(Items from a dataset)
▼▼▼

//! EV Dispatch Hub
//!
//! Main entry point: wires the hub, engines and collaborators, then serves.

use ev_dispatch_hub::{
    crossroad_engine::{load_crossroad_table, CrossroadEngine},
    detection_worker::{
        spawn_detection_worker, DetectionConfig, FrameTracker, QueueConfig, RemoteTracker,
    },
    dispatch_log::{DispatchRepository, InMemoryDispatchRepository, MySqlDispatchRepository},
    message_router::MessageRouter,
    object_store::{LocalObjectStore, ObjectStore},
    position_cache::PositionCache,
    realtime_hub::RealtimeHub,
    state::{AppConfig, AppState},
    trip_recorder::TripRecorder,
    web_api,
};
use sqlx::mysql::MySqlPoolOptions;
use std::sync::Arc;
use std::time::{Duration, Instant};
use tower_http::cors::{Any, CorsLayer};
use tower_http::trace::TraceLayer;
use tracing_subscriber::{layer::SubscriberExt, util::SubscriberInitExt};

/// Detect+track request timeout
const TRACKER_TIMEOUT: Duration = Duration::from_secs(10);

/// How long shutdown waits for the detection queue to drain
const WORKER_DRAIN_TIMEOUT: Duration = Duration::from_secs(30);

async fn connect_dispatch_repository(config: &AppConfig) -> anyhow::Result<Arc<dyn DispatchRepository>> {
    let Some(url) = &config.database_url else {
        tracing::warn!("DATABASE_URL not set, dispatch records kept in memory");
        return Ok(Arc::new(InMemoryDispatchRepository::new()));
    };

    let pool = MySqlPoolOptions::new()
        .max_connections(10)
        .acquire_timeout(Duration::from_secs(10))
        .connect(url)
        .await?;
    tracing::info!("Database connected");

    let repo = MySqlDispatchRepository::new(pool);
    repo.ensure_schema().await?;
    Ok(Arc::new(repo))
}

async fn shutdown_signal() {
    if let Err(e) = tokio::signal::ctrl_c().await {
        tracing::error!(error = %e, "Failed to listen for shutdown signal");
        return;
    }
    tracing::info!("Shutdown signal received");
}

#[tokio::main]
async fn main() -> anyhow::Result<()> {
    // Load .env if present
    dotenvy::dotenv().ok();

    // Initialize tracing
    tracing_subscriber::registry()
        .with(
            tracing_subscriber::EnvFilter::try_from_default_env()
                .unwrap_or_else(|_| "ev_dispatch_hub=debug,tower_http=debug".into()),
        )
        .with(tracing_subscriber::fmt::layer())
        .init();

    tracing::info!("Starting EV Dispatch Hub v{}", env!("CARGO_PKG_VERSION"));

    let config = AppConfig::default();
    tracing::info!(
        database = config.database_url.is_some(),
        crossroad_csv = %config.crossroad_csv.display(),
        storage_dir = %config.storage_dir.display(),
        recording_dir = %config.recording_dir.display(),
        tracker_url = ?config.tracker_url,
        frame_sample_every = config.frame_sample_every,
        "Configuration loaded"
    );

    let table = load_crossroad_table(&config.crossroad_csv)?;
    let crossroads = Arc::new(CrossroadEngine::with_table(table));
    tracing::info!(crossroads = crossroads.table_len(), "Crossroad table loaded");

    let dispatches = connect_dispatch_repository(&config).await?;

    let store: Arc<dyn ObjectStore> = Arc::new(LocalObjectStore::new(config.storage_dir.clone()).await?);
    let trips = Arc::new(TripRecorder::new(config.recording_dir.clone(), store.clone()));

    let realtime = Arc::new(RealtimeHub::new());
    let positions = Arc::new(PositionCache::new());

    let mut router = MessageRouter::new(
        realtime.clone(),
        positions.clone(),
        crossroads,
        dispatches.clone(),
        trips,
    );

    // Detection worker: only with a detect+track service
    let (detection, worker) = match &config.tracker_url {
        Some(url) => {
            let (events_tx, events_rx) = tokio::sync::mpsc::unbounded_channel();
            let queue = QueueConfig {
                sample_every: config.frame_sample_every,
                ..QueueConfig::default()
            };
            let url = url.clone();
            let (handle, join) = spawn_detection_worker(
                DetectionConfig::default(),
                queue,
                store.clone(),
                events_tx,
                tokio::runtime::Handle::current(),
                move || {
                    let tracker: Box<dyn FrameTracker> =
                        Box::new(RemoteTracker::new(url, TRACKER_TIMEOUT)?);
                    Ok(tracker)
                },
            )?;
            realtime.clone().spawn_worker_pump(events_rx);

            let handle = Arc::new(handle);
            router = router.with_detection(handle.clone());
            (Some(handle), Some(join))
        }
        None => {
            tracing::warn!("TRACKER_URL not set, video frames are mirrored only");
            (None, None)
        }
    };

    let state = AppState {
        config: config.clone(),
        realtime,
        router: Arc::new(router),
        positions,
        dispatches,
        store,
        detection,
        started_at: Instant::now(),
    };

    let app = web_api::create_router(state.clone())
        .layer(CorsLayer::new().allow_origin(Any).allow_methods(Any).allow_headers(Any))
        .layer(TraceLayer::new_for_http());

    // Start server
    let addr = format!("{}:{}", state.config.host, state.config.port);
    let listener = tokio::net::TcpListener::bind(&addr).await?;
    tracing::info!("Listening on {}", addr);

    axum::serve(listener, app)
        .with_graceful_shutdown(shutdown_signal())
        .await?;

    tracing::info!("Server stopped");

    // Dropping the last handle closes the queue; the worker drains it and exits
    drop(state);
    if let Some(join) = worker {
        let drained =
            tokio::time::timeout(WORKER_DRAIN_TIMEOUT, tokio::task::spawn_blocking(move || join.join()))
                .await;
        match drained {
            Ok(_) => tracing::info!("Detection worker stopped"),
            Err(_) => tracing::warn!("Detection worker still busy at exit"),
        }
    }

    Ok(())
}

▲▲▲
▼▼▼

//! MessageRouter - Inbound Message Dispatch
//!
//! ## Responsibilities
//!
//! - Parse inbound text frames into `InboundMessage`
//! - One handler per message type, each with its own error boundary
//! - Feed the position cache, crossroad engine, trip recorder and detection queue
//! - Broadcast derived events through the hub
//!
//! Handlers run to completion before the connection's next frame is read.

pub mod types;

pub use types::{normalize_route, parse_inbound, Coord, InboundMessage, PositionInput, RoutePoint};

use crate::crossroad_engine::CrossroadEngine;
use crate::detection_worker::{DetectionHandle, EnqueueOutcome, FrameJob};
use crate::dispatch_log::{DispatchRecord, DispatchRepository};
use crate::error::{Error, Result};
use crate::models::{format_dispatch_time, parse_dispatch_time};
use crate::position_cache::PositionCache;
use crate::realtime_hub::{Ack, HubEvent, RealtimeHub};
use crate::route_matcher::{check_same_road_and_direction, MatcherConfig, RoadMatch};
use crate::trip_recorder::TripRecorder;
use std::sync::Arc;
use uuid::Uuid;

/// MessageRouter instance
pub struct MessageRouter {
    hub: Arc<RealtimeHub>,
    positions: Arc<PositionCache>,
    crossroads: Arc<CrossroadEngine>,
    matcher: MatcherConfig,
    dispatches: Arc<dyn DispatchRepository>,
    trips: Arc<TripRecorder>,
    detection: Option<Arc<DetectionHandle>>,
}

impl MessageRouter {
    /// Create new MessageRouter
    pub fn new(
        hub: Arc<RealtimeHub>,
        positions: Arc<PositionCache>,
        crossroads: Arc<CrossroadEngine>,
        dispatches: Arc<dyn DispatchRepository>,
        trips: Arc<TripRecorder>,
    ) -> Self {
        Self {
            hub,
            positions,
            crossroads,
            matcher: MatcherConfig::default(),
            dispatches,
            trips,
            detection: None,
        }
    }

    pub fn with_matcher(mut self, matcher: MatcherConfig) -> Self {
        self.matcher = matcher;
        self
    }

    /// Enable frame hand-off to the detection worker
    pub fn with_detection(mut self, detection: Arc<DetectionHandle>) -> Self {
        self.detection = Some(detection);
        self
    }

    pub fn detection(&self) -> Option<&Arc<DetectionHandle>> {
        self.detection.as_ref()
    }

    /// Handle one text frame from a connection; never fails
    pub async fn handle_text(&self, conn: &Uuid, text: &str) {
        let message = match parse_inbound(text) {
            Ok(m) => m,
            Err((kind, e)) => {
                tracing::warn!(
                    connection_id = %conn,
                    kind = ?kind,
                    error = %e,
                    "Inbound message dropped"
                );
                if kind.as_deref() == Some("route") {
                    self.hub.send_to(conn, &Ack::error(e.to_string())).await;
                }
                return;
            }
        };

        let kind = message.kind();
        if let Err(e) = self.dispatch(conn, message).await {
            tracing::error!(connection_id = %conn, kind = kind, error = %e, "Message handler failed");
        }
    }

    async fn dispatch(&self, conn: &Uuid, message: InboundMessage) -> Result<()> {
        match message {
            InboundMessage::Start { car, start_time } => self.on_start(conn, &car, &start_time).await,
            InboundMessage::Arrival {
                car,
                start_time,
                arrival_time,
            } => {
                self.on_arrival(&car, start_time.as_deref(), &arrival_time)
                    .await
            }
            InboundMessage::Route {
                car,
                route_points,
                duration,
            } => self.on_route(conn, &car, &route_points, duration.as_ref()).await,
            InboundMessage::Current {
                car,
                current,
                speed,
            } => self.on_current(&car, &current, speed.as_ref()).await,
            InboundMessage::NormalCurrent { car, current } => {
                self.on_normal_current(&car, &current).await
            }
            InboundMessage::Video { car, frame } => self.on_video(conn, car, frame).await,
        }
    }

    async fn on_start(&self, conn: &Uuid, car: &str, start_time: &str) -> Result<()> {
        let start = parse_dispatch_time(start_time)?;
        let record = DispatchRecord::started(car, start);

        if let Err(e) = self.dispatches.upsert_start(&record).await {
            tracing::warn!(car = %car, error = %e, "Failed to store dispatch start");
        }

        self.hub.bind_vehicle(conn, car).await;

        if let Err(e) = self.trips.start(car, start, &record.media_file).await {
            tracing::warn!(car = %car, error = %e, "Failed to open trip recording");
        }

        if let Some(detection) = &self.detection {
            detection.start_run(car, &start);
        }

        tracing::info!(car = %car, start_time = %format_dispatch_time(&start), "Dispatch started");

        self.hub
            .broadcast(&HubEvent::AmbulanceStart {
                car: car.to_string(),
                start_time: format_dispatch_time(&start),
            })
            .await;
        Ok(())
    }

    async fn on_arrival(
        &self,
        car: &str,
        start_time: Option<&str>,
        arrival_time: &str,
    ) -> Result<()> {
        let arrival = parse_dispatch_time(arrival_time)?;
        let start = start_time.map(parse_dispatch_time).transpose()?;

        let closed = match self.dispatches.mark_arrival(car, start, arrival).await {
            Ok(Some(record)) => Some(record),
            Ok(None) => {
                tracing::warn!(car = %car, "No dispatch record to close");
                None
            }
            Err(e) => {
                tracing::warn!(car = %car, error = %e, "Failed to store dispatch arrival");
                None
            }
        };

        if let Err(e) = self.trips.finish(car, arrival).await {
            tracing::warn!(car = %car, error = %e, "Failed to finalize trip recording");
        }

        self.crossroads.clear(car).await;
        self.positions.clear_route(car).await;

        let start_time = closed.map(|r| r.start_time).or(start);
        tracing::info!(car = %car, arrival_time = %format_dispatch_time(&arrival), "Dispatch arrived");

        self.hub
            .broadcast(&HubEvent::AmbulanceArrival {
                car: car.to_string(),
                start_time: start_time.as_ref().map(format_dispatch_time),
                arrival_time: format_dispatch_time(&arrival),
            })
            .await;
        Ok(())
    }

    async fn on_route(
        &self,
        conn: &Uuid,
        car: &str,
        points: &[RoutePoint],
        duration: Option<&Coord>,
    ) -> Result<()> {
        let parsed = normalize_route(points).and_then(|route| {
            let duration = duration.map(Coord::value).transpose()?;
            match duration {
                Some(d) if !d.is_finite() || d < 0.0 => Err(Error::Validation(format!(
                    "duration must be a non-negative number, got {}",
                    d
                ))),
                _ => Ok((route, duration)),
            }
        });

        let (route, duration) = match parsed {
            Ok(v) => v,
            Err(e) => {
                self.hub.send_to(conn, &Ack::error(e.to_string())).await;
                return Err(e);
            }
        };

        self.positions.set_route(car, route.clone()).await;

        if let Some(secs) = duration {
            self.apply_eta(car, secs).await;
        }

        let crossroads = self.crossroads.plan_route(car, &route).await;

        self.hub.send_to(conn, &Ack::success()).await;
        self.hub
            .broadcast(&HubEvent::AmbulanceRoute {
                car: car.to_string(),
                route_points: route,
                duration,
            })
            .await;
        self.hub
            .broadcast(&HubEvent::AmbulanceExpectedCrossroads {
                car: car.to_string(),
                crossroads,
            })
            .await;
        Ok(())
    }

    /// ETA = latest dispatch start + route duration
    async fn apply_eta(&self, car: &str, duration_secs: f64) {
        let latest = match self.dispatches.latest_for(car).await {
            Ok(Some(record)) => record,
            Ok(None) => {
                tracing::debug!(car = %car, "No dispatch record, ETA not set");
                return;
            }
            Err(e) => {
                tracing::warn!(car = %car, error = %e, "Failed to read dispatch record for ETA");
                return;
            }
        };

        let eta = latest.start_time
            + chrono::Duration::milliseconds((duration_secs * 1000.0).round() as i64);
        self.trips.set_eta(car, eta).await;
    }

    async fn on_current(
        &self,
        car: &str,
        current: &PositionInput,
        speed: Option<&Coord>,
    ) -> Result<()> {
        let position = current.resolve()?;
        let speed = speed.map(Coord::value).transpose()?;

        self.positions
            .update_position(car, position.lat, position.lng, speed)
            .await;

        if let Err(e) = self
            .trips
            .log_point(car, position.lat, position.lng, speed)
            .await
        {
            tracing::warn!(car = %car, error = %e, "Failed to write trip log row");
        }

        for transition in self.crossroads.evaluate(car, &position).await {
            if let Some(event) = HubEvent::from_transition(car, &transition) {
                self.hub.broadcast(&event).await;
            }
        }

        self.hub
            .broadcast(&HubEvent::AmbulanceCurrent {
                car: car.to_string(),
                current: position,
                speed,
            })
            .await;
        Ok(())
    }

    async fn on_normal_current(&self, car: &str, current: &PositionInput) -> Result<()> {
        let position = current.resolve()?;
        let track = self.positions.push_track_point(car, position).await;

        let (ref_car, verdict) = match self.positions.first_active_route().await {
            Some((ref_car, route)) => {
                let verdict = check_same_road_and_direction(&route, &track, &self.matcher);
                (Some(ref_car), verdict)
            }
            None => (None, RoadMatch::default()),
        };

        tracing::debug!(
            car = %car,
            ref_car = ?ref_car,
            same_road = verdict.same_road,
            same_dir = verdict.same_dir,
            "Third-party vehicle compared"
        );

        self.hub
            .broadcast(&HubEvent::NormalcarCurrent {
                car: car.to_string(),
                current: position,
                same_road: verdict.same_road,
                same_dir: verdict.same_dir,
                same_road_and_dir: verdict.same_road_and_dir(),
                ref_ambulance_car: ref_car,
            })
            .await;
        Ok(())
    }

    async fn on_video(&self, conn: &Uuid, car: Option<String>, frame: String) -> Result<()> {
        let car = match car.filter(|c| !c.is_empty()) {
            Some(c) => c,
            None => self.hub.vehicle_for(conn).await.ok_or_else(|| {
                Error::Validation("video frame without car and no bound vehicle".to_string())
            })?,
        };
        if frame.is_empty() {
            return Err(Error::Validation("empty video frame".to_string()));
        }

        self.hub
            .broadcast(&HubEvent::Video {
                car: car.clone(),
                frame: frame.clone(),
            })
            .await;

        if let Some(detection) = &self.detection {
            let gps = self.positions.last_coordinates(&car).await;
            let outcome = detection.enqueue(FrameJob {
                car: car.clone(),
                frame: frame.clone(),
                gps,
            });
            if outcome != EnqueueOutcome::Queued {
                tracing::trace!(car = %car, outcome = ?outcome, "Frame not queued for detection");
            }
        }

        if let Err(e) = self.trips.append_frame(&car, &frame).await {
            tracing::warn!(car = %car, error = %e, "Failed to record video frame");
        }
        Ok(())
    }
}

▲▲▲
▼▼▼

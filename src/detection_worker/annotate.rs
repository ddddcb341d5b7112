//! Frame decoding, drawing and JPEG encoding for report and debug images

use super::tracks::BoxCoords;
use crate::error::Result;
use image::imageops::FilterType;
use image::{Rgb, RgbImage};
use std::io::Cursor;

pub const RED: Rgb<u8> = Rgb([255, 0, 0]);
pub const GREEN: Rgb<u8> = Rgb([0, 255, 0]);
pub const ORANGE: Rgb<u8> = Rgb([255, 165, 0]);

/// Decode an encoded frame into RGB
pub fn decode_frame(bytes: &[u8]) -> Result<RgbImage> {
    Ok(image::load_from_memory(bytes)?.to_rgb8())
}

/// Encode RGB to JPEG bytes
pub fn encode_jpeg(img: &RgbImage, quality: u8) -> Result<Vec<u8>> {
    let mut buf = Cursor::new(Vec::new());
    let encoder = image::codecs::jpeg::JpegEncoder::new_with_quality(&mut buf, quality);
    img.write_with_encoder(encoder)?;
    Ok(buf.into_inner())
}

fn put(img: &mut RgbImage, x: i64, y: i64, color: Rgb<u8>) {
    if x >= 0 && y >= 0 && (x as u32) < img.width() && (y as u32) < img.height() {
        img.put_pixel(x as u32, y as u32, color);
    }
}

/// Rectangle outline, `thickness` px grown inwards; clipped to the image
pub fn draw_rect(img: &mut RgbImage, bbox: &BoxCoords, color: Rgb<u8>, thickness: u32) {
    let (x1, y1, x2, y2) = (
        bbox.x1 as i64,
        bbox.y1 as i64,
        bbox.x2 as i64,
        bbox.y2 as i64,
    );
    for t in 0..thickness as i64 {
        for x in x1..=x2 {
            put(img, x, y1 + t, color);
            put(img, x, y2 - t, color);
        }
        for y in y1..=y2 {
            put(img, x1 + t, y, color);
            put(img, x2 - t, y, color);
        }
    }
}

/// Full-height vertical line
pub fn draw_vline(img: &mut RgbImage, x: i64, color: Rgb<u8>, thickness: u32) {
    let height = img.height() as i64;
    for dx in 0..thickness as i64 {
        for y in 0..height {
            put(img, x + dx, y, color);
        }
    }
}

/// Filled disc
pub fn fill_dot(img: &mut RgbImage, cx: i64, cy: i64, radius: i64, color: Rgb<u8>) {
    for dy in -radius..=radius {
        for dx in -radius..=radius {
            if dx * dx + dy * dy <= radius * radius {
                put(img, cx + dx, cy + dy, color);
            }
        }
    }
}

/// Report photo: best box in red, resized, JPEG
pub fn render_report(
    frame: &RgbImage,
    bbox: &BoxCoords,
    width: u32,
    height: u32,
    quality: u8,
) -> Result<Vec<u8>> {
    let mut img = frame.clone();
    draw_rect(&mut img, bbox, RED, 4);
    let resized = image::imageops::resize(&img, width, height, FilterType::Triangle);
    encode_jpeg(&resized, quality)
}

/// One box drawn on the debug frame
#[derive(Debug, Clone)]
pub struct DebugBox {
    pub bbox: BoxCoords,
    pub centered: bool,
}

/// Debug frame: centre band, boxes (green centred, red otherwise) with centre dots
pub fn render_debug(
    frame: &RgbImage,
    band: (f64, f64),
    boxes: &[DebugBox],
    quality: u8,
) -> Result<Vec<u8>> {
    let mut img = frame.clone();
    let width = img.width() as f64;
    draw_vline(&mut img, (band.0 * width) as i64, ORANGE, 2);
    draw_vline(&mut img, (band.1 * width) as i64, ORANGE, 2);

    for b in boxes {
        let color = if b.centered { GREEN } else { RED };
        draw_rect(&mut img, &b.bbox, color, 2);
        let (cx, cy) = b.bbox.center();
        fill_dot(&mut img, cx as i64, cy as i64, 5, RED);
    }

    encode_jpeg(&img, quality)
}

▲▲▲

Exercise directions | Where a line of the data holds "types", show that line.

Task result |
pub mod types;
pub use types::{normalize_route, parse_inbound, Coord, InboundMessage, PositionInput, RoutePoint};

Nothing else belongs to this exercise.